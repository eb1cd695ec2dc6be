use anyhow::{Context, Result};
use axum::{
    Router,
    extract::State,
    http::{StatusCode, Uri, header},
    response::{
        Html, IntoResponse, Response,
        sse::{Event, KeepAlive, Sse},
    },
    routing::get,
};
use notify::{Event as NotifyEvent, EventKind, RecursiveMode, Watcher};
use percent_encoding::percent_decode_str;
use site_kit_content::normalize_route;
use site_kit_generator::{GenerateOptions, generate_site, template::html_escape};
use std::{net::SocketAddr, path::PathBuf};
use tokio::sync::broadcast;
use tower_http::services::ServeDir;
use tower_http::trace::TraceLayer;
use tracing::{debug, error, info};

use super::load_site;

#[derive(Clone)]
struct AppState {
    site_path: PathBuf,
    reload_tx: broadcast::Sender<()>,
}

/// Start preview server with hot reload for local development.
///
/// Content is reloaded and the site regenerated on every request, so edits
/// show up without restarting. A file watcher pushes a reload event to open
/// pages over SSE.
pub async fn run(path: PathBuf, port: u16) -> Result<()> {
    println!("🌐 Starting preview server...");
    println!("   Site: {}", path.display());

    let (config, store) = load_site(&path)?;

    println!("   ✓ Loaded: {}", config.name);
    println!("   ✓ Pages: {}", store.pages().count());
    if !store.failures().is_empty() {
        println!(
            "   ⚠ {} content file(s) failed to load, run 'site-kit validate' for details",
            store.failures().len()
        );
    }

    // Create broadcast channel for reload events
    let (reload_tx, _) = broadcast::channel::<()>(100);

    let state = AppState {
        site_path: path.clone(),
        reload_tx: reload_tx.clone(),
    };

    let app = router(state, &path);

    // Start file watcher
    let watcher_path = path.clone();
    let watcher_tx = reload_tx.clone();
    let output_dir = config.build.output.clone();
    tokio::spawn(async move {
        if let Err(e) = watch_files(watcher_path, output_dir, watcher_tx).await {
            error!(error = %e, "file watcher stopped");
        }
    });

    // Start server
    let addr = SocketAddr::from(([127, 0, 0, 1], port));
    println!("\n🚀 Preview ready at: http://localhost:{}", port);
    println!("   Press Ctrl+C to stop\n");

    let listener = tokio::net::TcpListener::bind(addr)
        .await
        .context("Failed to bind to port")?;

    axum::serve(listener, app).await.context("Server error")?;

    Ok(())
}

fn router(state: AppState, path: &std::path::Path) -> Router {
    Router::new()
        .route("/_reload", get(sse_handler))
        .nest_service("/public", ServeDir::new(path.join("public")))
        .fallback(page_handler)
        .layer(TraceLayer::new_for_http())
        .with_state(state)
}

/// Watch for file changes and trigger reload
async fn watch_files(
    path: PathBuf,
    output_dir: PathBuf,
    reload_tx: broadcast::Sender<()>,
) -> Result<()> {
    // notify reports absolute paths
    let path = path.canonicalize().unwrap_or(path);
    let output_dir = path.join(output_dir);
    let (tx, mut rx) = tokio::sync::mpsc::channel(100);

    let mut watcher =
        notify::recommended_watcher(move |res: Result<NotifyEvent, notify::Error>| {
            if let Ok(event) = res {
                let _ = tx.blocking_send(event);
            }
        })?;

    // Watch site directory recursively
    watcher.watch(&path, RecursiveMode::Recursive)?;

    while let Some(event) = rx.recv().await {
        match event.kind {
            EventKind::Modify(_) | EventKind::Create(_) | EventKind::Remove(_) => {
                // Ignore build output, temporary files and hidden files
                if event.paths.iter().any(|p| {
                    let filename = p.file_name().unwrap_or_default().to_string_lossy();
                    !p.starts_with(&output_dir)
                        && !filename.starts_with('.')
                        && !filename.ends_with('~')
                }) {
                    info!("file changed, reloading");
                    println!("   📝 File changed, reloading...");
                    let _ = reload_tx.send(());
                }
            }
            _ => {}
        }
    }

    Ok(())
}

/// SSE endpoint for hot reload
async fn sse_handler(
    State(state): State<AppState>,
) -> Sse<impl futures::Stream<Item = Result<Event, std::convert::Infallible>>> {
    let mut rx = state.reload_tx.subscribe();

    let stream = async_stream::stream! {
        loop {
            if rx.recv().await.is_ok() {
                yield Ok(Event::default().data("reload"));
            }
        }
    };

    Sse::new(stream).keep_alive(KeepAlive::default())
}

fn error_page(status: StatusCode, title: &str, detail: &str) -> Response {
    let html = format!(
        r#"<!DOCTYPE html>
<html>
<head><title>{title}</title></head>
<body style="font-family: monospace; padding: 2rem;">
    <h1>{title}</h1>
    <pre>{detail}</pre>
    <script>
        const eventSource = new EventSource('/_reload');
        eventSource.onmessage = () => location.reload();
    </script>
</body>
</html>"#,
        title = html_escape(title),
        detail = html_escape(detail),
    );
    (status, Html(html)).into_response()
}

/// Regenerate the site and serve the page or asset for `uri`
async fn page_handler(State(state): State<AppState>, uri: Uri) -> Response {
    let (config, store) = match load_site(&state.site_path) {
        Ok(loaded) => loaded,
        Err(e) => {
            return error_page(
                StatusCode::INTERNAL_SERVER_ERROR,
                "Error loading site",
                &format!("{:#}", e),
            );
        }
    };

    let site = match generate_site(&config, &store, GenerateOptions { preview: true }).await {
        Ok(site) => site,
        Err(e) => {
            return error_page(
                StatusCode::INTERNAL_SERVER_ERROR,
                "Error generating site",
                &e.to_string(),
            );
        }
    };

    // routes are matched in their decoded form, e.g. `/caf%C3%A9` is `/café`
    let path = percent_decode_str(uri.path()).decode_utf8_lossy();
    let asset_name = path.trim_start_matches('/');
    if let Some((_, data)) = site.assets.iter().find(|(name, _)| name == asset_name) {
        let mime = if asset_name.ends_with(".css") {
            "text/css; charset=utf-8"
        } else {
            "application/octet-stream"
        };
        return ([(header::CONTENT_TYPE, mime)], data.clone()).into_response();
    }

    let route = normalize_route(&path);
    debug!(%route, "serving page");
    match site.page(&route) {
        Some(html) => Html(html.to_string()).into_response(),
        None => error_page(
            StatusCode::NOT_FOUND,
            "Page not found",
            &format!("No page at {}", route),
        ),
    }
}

- **Task statement**: Going through the entries above, count the lines with the word "data". Give only the result.

- **Written answer**: 3